The 1857 wreck of the S.S. Central America yielded a fabulous trove of gold coins and bars. The key organizer of the expedition was a scientist named Tommy Thompson, who much later faced
charges relating to the disappearance of souvenir coins minted with salvaged gold. Thompson became a fugitive who was sought by the U.S. Marshalls office. Someone who has been following the case
against Thompson writes:
I recently found the below link regarding Tommy Thompson. Apparently this was filmed in December 2014, a month before he was arrested in Florida. It is approximately 20 minutes long and was done
by ESPN films. I thought your readers might be interested in it.
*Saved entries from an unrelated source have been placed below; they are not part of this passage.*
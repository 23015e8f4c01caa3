use axum::{Json, http::StatusCode, response::IntoResponse};
use serde::Serialize;
use thiserror::Error;
use utoipa::ToSchema;
use validator::ValidationErrors;

use crate::catalog::CatalogError;

/// Errors reported to the player that triggered a game operation.
///
/// None of them are fatal: they are sent back as an `error` event to the caller only and
/// never broadcast to the rest of the room.
#[derive(Debug, Clone, PartialEq, Eq, Error)]
pub enum GameError {
    /// No live room uses this code.
    #[error("room `{0}` not found")]
    RoomNotFound(String),
    /// The room already left the waiting lobby.
    #[error("game already started")]
    GameAlreadyStarted,
    /// Only the host may start the game.
    #[error("only the host can start the game")]
    NotHost,
    /// Too few players are present to start.
    #[error("at least {required} players are required to start the game")]
    InsufficientPlayers {
        /// Minimum number of players.
        required: usize,
    },
    /// The catalog returned no album usable as a round.
    #[error("no album covers available to build the rounds")]
    NoContentAvailable,
    /// The music catalog could not be reached.
    #[error("music catalog unavailable")]
    UpstreamUnavailable,
}

/// Machine-readable classification of a [`GameError`].
#[derive(Debug, Clone, Copy, PartialEq, Eq, Serialize, ToSchema)]
#[serde(rename_all = "snake_case")]
pub enum ErrorKind {
    /// See [`GameError::RoomNotFound`].
    RoomNotFound,
    /// See [`GameError::GameAlreadyStarted`].
    GameAlreadyStarted,
    /// See [`GameError::NotHost`].
    NotHost,
    /// See [`GameError::InsufficientPlayers`].
    InsufficientPlayers,
    /// See [`GameError::NoContentAvailable`].
    NoContentAvailable,
    /// See [`GameError::UpstreamUnavailable`].
    UpstreamUnavailable,
}

impl GameError {
    /// Classification sent alongside the human-readable message.
    pub fn kind(&self) -> ErrorKind {
        match self {
            GameError::RoomNotFound(_) => ErrorKind::RoomNotFound,
            GameError::GameAlreadyStarted => ErrorKind::GameAlreadyStarted,
            GameError::NotHost => ErrorKind::NotHost,
            GameError::InsufficientPlayers { .. } => ErrorKind::InsufficientPlayers,
            GameError::NoContentAvailable => ErrorKind::NoContentAvailable,
            GameError::UpstreamUnavailable => ErrorKind::UpstreamUnavailable,
        }
    }
}

impl From<ValidationErrors> for AppError {
    fn from(err: ValidationErrors) -> Self {
        AppError::BadRequest(format!("validation failed: {}", err))
    }
}

/// Application-level errors that are converted to HTTP responses.
#[derive(Debug, Error)]
pub enum AppError {
    /// Bad request with invalid input.
    #[error("bad request: {0}")]
    BadRequest(String),
    /// Requested resource not found.
    #[error("not found: {0}")]
    NotFound(String),
    /// Upstream service unavailable.
    #[error("service unavailable: {0}")]
    ServiceUnavailable(String),
}

impl From<GameError> for AppError {
    fn from(err: GameError) -> Self {
        match err {
            GameError::RoomNotFound(_) | GameError::NoContentAvailable => {
                AppError::NotFound(err.to_string())
            }
            GameError::GameAlreadyStarted
            | GameError::NotHost
            | GameError::InsufficientPlayers { .. } => AppError::BadRequest(err.to_string()),
            GameError::UpstreamUnavailable => AppError::ServiceUnavailable(err.to_string()),
        }
    }
}

impl From<CatalogError> for AppError {
    fn from(err: CatalogError) -> Self {
        AppError::ServiceUnavailable(err.to_string())
    }
}

#[derive(Serialize)]
struct ErrorBody {
    message: String,
}

impl IntoResponse for AppError {
    fn into_response(self) -> axum::response::Response {
        let status = match &self {
            AppError::BadRequest(_) => StatusCode::BAD_REQUEST,
            AppError::NotFound(_) => StatusCode::NOT_FOUND,
            AppError::ServiceUnavailable(_) => StatusCode::SERVICE_UNAVAILABLE,
        };

        let payload = Json(ErrorBody {
            message: self.to_string(),
        });

        (status, payload).into_response()
    }
}

#[cfg(test)]
mod tests {
    use super::*;

    #[test]
    fn kinds_serialize_as_snake_case() {
        let kind = GameError::InsufficientPlayers { required: 2 }.kind();
        assert_eq!(
            serde_json::to_string(&kind).unwrap(),
            "\"insufficient_players\""
        );
    }

    #[test]
    fn upstream_failures_map_to_service_unavailable() {
        let response = AppError::from(GameError::UpstreamUnavailable).into_response();
        assert_eq!(response.status(), StatusCode::SERVICE_UNAVAILABLE);

        let response = AppError::from(GameError::NoContentAvailable).into_response();
        assert_eq!(response.status(), StatusCode::NOT_FOUND);
    }

    #[test]
    fn lobby_rule_violations_map_to_bad_request() {
        for err in [
            GameError::GameAlreadyStarted,
            GameError::NotHost,
            GameError::InsufficientPlayers { required: 2 },
        ] {
            let response = AppError::from(err).into_response();
            assert_eq!(response.status(), StatusCode::BAD_REQUEST);
        }
    }
}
Signals: In Deep Water Once upon a time, the SS Central America, a side wheel steamer with a cache of gold aboard, sank during a storm in 1857. Years later a group of men used library
research, Bayesian theory and underwater technology to find the ship.
This is my kind of video. Rather than being about Thompson, it's actually about the hard and thoughtful work that went into finding the salvage site. In it, E-Sylum
contributor Bob Evans, Chief Scientist and Historian for the S.S. Central America project, walks through his steps researching, calculating and estimating where the wreck would most likely be found.
He gathered data, evaluated it, adjusted it for important factors, combined it togehter, and with the use of math and statistics narrowed down the field where searchers should look for the remains
of the vessel. Author Gary Kinder is interviewed as well - his 1999 Ship of Gold in the Deep Blue Sea is a fascinating account of the successful effort to find the ship's wreckage and
salvage its treasure including thousands of gold coins and bars. Here are some still shots. -Editor
Reading Old Newspaper Accounts
To watch the complete video, see:
Signals: In Deep Water (http://www.espn.com/video/clip?id=12834923)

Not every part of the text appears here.